This was the original element[[250]] in his conception, and while one of its effects was to save the members of the Sangha from some of the evils besetting the life of the recluse by balancing the duty of contemplation by that of active itineration, its chief and immediate result was to give Buddhism an expansive power marvellous to Indians. Religious fraternities depended upon the presence of their teachers, and consequently the members were few, but Buddha commanded the brethren to go forth. “Let not two of you go the same way” was the original instruction, and preach the doctrine “which is glorious in the beginning, glorious in the middle, glorious in the end, in the spirit and in the letter, for the pure and perfect life, for the complete cessation of sorrow.”[[251]] By and by these missionaries were authorised to receive those who desired admission into the Sangha, and after a due novitiate to ordain them;[[252]] and so we need not wonder that this itineracy, which in the earliest days was the very essence of a good Buddhist’s duty, should have had the effect of spreading the doctrines and gathering converts so rapidly that in some of the earliest extant scriptures the Sangha was known as “the Brotherhood of the Four Quarters”[[253]] of what to Indian thought was the world.
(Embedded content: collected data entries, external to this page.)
//! pointsync CLI
//!
//! Runs the point server and a command-line sync client.
//!
//! # Commands
//!
//! - `serve` - Serve the shared point set over HTTP
//! - `add` / `delete` / `list` - Edit the local point set
//! - `sync` - Run one sync cycle
//! - `watch` - Poll the server until interrupted
//! - `set-url` - Change the server URL and sync against it
//! - `status` - Show local replica state

mod commands;

use clap::{Parser, Subcommand};
use std::net::IpAddr;
use std::path::PathBuf;
use tracing_subscriber::EnvFilter;

/// Offline-first point-of-interest sync.
#[derive(Parser)]
#[command(name = "pointsync")]
#[command(author, version, about, long_about = None)]
struct Cli {
    /// Directory holding the local client state
    #[arg(global = true, short, long, default_value = ".pointsync")]
    state_dir: PathBuf,

    /// Enable verbose output
    #[arg(global = true, short, long)]
    verbose: bool,

    #[command(subcommand)]
    command: Commands,
}

#[derive(Subcommand)]
enum Commands {
    /// Serve the shared point set over HTTP
    Serve {
        /// Port to listen on
        #[arg(short, long, env = "PORT", default_value_t = pointsync_server::DEFAULT_PORT)]
        port: u16,

        /// Address to bind
        #[arg(short, long, default_value = "127.0.0.1")]
        bind: IpAddr,

        /// Directory holding the server's point file
        #[arg(short, long, default_value = "pointsync-data")]
        data_dir: PathBuf,
    },

    /// Add a point to the local set
    Add {
        /// Display name
        name: String,

        /// Latitude in degrees
        #[arg(allow_negative_numbers = true)]
        lat: f64,

        /// Longitude in degrees
        #[arg(allow_negative_numbers = true)]
        lng: f64,

        /// Use this id instead of a generated one
        #[arg(long)]
        id: Option<String>,
    },

    /// Delete a point from the local set
    Delete {
        /// Point id
        id: String,
    },

    /// List the local points
    List {
        /// Output format (text, json)
        #[arg(short, long, default_value = "text")]
        format: String,
    },

    /// Run one sync cycle against the server
    Sync,

    /// Sync periodically until interrupted
    Watch {
        /// Seconds between syncs
        #[arg(short, long, default_value_t = 10)]
        interval: u64,
    },

    /// Change the server URL and sync against it
    SetUrl {
        /// Server base URL or points endpoint
        url: String,
    },

    /// Show local replica state
    Status {
        /// Output format (text, json)
        #[arg(short, long, default_value = "text")]
        format: String,
    },
}

#[tokio::main]
async fn main() -> Result<(), Box<dyn std::error::Error>> {
    let cli = Cli::parse();

    // Initialize logging
    let filter = if cli.verbose {
        EnvFilter::new("debug")
    } else {
        EnvFilter::new("info")
    };
    tracing_subscriber::fmt().with_env_filter(filter).init();

    match cli.command {
        Commands::Serve {
            port,
            bind,
            data_dir,
        } => {
            commands::serve::run(bind, port, data_dir).await?;
        }
        Commands::Add { name, lat, lng, id } => {
            commands::points::add(&cli.state_dir, name, lat, lng, id)?;
        }
        Commands::Delete { id } => {
            commands::points::delete(&cli.state_dir, &id)?;
        }
        Commands::List { format } => {
            commands::points::list(&cli.state_dir, &format)?;
        }
        Commands::Sync => {
            commands::sync::once(&cli.state_dir).await?;
        }
        Commands::Watch { interval } => {
            commands::sync::watch(&cli.state_dir, interval).await?;
        }
        Commands::SetUrl { url } => {
            commands::sync::set_url(&cli.state_dir, &url).await?;
        }
        Commands::Status { format } => {
            commands::status::run(&cli.state_dir, &format)?;
        }
    }

    Ok(())
}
Thus far the Sangha was different from the institutions that preceded it, but, unlike the Christian Church, which finally emerged from Judaism as the one holy Church of all nations and of both sexes, and of all classes of men, the Buddhist Sangha bore with it, and never lost, several marks of its Hindu origin. One relic of its extraction it most zealously conserved as essential to the moral restraint which it encouraged; for though later on it attracted associates whom it recognised as in the ways of deliverance, it was from the very first an exclusively monastic order. Indeed, Monachism, or the life of retirement, privation, and chastity, had in Buddhism a place quite different from that which it occupied in Brahmanism.[[254]] The meditative Brahman anchorite was not considered the only man who was in the way to deliverance, for every believer in Brahman ascendency was free to choose one of three ways of securing salvation,[[255]] but in Buddhism renunciation of the world represented the highest form of religion, and the indispensable condition of reaching Nirvana. So, though in opening the Sangha to all classes, and proclaiming, in opposition to Brahmanism, that every man was capable of the highest enlightenment, Buddha sapped the foundation of caste, it was only to replace it in another form.[[256]] The mendicant monk, as has been truly observed, took the Brahman’s place, and for him alone Nirvana was reserved. So sharply defined were the lines which divided the Sangha from the rest of mankind, that no one who had not come out from the world was regarded as in it and of it.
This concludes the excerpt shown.